If the state’s voters fail to legalize online sports betting in California this November, they just might get a crack at doing so again in 2024. Operators of several US casinos – tribal gambling facilities inside California’s borders, to be exact – have submitted a petition to put their own proposal on the ballot that year.
There are several key differences between Prop 27 on the ballot this fall and the language of the potential measure that might appear on the 2024 ballot. Depending on your perspective, each has its superior qualities over the other.
California online sports betting petition ready for inspection
Some tribal casino operators are waging a campaign on two fronts when it comes to online sports betting in California. One front is pushing for Californians to vote no on Prop 27, while the other is an attempt to qualify their own initiative for the ballot in 2024.
On Monday, PlayCalifornia confirmed that leaders from the Graton Rancheria, Rincon, San Manuel, and Wilton Rancheria tribal nations filed their petition for a 2024 ballot measure with California Sec. of State Shirley Weber‘s office.
The proposed amendment to the state’s constitution is called the Age-Verified Tribal On-Line and In-Person Sports Wagering & Homelessness Solutions Act.
Local officials had 30 days from that filing to conduct a random sampling of the signatures. In order to qualify for the ballot automatically, workers must be able to verify 110% of the sample. The minimum signature threshold is 997,139 signatures from registered California voters.
Should the workers fail to verify at least 95% of the signatures, the petition would be dismissed. If the verification falls somewhere between 95% and 110%, the state will take on the work of checking each signature.
Thus, Californians should know in late August whether the Act will get the automatic qualification, miss the cut, or be awaiting further verification. Should the state certify the petition, the vote on Prop 27 this year becomes a lot more interesting.
Aren’t Californians voting on the same thing this year?
Well, kind of. To be clear, voter approval of Prop 27 this fall would not mean the 2024 ballot measure becomes pointless. In fact, getting their initiative on the ballot in 2024 would actually become even more important for the tribal casino operators behind it.
The huge difference between Prop 27 and the proposed 2024 ballot measure is the control of online sports wagering in the state. The language of Prop 27 effectively makes tribal casinos a part of the ecosystem, whereas the 2024 measure would make tribal casinos the center of that system.
There are some similarities. Both measures would legalize online sports betting in most of the state. Online sportsbook operators like BetMGM, DraftKings, etc., would have to partner with tribal casinos in both proposals.
Additionally, both measures allocate revenue from online sports betting to social causes like housing and non-gaming tribal groups within California. However, the aspects in which the proposals differ are massive.
What are the differences between the two California online sports betting proposals?

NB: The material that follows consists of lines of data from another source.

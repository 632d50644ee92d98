//! Build-once lookup tables shared by every analysis

use crate::error::Result;
use crate::processing::acronyms::AcronymResolver;
use crate::processing::dictionary::{base_name, SkillDictionary};
use crate::processing::embeddings::{EmbeddingProvider, SkillEmbeddingIndex};
use log::{info, warn};
use std::sync::Arc;

/// Dictionary, acronym table and optional skill embeddings.
///
/// Constructed once and shared behind an `Arc`; nothing mutates it afterwards,
/// so concurrent extractions can read it freely.
pub struct SkillRegistry {
    dictionary: SkillDictionary,
    acronyms: AcronymResolver,
    embeddings: Option<SkillEmbeddingIndex>,
}

impl SkillRegistry {
    /// Lexical-only registry over the built-in taxonomy
    pub fn new() -> Self {
        Self::from_dictionary(SkillDictionary::standard())
    }

    pub fn from_dictionary(dictionary: SkillDictionary) -> Self {
        let acronyms = AcronymResolver::build(&dictionary);
        info!(
            "Skill registry ready: {} skills, {} acronym forms, {} ambiguous acronyms",
            dictionary.len(),
            acronyms.len(),
            acronyms.ambiguous_acronyms().count()
        );
        Self {
            dictionary,
            acronyms,
            embeddings: None,
        }
    }

    /// Built-in taxonomy plus one precomputed vector per skill name
    pub fn with_embeddings(provider: Arc<dyn EmbeddingProvider>) -> Result<Self> {
        Self::new().attach_embeddings(provider)
    }

    pub fn attach_embeddings(self, provider: Arc<dyn EmbeddingProvider>) -> Result<Self> {
        let index = SkillEmbeddingIndex::build(provider, &self.dictionary)?;
        Ok(self.install(index))
    }

    /// Like `attach_embeddings`, but a provider that cannot embed the taxonomy leaves the registry lexical
    pub fn attach_embeddings_or_lexical(self, provider: Arc<dyn EmbeddingProvider>) -> Self {
        match SkillEmbeddingIndex::build(provider, &self.dictionary) {
            Ok(index) => self.install(index),
            Err(e) => {
                warn!("Could not precompute skill vectors ({}); using lexical matching only", e);
                self
            }
        }
    }

    fn install(mut self, index: SkillEmbeddingIndex) -> Self {
        info!(
            "Semantic matching enabled with {} ({} skill vectors)",
            index.provider().model_id(),
            index.len()
        );
        self.embeddings = Some(index);
        self
    }

    pub fn dictionary(&self) -> &SkillDictionary {
        &self.dictionary
    }

    pub fn acronyms(&self) -> &AcronymResolver {
        &self.acronyms
    }

    pub fn embeddings(&self) -> Option<&SkillEmbeddingIndex> {
        self.embeddings.as_ref()
    }

    pub fn has_embeddings(&self) -> bool {
        self.embeddings.is_some()
    }

    /// Lower-cased surface forms of a skill: its name, parenthetical-free base and acronym aliases
    pub fn surface_forms(&self, name: &str) -> Vec<String> {
        let mut forms = vec![name.to_lowercase()];
        forms.push(base_name(name).to_lowercase());
        forms.extend(self.acronyms.aliases_for(name).iter().map(|alias| alias.to_lowercase()));
        forms.retain(|form| !form.is_empty());
        forms.sort();
        forms.dedup();
        forms
    }
}

impl Default for SkillRegistry {
    fn default() -> Self {
        Self::new()
    }
}
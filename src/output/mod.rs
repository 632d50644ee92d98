//! Report building and rendering

pub mod formatter;
pub mod report;

pub use formatter::{save_report_to_file, suggest_filename, OutputFormatter, ReportGenerator};
pub use report::{JobReport, MatchReport, Report, ReportMetadata, ResumeReport};
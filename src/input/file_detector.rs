//! File type detection

use std::path::Path;

#[derive(Debug, Clone, Copy, PartialEq, Eq)]
pub enum FileType {
    Text,
    Markdown,
    Unknown,
}

impl FileType {
    pub fn from_extension(ext: &str) -> Self {
        match ext.to_lowercase().as_str() {
            "txt" | "text" => FileType::Text,
            "md" | "markdown" => FileType::Markdown,
            _ => FileType::Unknown,
        }
    }

    pub fn from_path(path: &Path) -> Option<Self> {
        path.extension()
            .and_then(|ext| ext.to_str())
            .map(Self::from_extension)
    }

    pub fn is_supported(self) -> bool {
        self != FileType::Unknown
    }
}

There are some funding differences. The housing allotment in the 2024 measure would be a 10% cut of gross revenue. Prop 27 allocates 85% of the 10% revenue share for the cause. These are the bigger deviations.
So, what are the scenarios from here? It’s a little hard to tell at the moment, but the bottom line could be that there will be lawyers.

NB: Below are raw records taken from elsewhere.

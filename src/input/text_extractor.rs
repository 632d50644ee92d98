//! Text extraction from plain text and markdown documents

use crate::error::Result;
use pulldown_cmark::{Event, Parser, Tag};
use std::path::Path;
use tokio::fs;

pub trait TextExtractor {
    fn extract(&self, path: &Path) -> impl std::future::Future<Output = Result<String>> + Send;
}

pub struct PlainTextExtractor;

impl TextExtractor for PlainTextExtractor {
    async fn extract(&self, path: &Path) -> Result<String> {
        let content = fs::read_to_string(path).await?;
        Ok(normalize_line_endings(&content))
    }
}

pub struct MarkdownExtractor;

impl TextExtractor for MarkdownExtractor {
    async fn extract(&self, path: &Path) -> Result<String> {
        let markdown_content = fs::read_to_string(path).await?;
        Ok(markdown_to_text(&normalize_line_endings(&markdown_content)))
    }
}

fn normalize_line_endings(text: &str) -> String {
    text.replace("\r\n", "\n").replace('\r', "\n")
}

/// Render markdown as plain text.
///
/// Top-level blocks that were separated by a blank line in the source stay
/// separated by one, so "Required:" / "Nice to have:" sections keep their
/// paragraph boundaries. List items become "- item" lines.
pub fn markdown_to_text(markdown: &str) -> String {
    let mut out = String::new();
    let mut depth = 0usize;

    for (event, range) in Parser::new(markdown).into_offset_iter() {
        match event {
            Event::Start(tag) => {
                if depth == 0 {
                    push_block_separator(&mut out, &markdown[..range.start]);
                } else if is_nested_block(&tag) && !out.ends_with('\n') && !out.ends_with(' ') {
                    out.push(if matches!(tag, Tag::Paragraph) { ' ' } else { '\n' });
                }
                if let Tag::Item = tag {
                    if !out.is_empty() && !out.ends_with('\n') {
                        out.push('\n');
                    }
                    out.push_str("- ");
                }
                depth += 1;
            }
            Event::End(_) => depth = depth.saturating_sub(1),
            Event::Text(text) | Event::Code(text) => out.push_str(&text),
            Event::SoftBreak | Event::HardBreak => out.push('\n'),
            Event::Rule => push_block_separator(&mut out, &markdown[..range.start]),
            _ => {}
        }
    }

    out.trim().to_string()
}

fn is_nested_block(tag: &Tag) -> bool {
    matches!(
        tag,
        Tag::Paragraph | Tag::Heading(..) | Tag::BlockQuote | Tag::CodeBlock(_) | Tag::List(_)
    )
}

fn push_block_separator(out: &mut String, preceding_source: &str) {
    if out.is_empty() {
        return;
    }
    let gap = &preceding_source[preceding_source.trim_end().len()..];
    let separator = if gap.matches('\n').count() >= 2 { "\n\n" } else { "\n" };
    let trimmed_len = out.trim_end().len();
    out.truncate(trimmed_len);
    out.push_str(separator);
}

#[cfg(test)]
mod tests {
    use super::*;
    use std::io::Write;
    use tempfile::NamedTempFile;

    #[test]
    fn test_markdown_keeps_paragraph_breaks() {
        let markdown = "# Senior Engineer\n\nRequired:\n- Rust\n- Go\n\nNice to have:\n- Python\n";
        let text = markdown_to_text(markdown);
        assert_eq!(text, "Senior Engineer\n\nRequired:\n- Rust\n- Go\n\nNice to have:\n- Python");
    }

    #[test]
    fn test_markdown_inline_formatting_is_dropped() {
        let text = markdown_to_text("Expert in **Rust** and `tokio` &amp; [Kafka](https://kafka.apache.org).");
        assert_eq!(text, "Expert in Rust and tokio & Kafka.");
    }

    #[test]
    fn test_markdown_loose_list_items_stay_on_their_lines() {
        let text = markdown_to_text("- Docker\n\n- Kubernetes\n");
        assert_eq!(text, "- Docker\n- Kubernetes");
    }

    #[tokio::test]
    async fn test_plain_text_normalizes_line_endings() {
        let mut file = NamedTempFile::new().unwrap();
        write!(file, "Required:\r\nRust\r\n\r\nPreferred:\r\nGo").unwrap();

        let text = PlainTextExtractor.extract(file.path()).await.unwrap();
        assert_eq!(text, "Required:\nRust\n\nPreferred:\nGo");
    }
}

What might happen with gambling in California in the near future
To produce some hypotheticals, some assumptions are necessary. First, let’s assume the tribal operators behind the 2024 measure do eventually qualify their ballot measure.
Furthermore, let’s assume that there are no legal hurdles to tribal gaming compact holders offering online gambling on non-tribal lands. (That’s a completely separate but perhaps relevant matter that could occupy an entire semester course at a law school)
From there, the simplest scenario is both Prop 27 and the 2024 measure failing at the ballot box. As far as online sports betting goes, things in California would continue exactly as they are now. Of course, there’s the matter of in-person wagering that Prop 26 this year governs, but let’s not complicate things any further right now.
The next circumstance is Prop 27 failing at the ballot box this year and the 2024 measure getting voter approval. The terms of the 2024 measure would simply become law in California in that case. Should the opposite happen, Prop 27 passes, and the 2024 measure fails, all tenets of Prop 27 would remain law.
The stickiest situation would be both Prop 27 and the 2024 measure passing.
Competing laws mean lots of attorney billable hours
In that situation, courts would likely become the arbitrator of which measure overrides the other where the two differ. That would likely be an expensive, long battle that could even involve federal courts because the US government is a party to tribal gaming compacts.
Those are simplistic readings of this situation as well. There are so many other tangential possibilities. As an example, should Prop 27 pass this year, it’s not out of the realm of possibility that the tribal groups behind the 2024 measure would try to block its implementation in court.
Additionally, there’s no telling how long it will take to negotiate new tribal gaming compact amendments and receive approval for them from the US. Dept. of the Interior.
How much support the tribes seeking to hold up the implementation of Prop 27 would have in doing so is uncertain. Already, two tribal casino operators have endorsed Prop 27. How much taste others may have for a drawn-out confrontation in court is unclear at the moment.
Simply put, the submission of the 2024 measure petition means things could get messy, and it could be years before there’s a clear regulated system for online sports betting in California. The fate of the petition will help determine the size of that mess.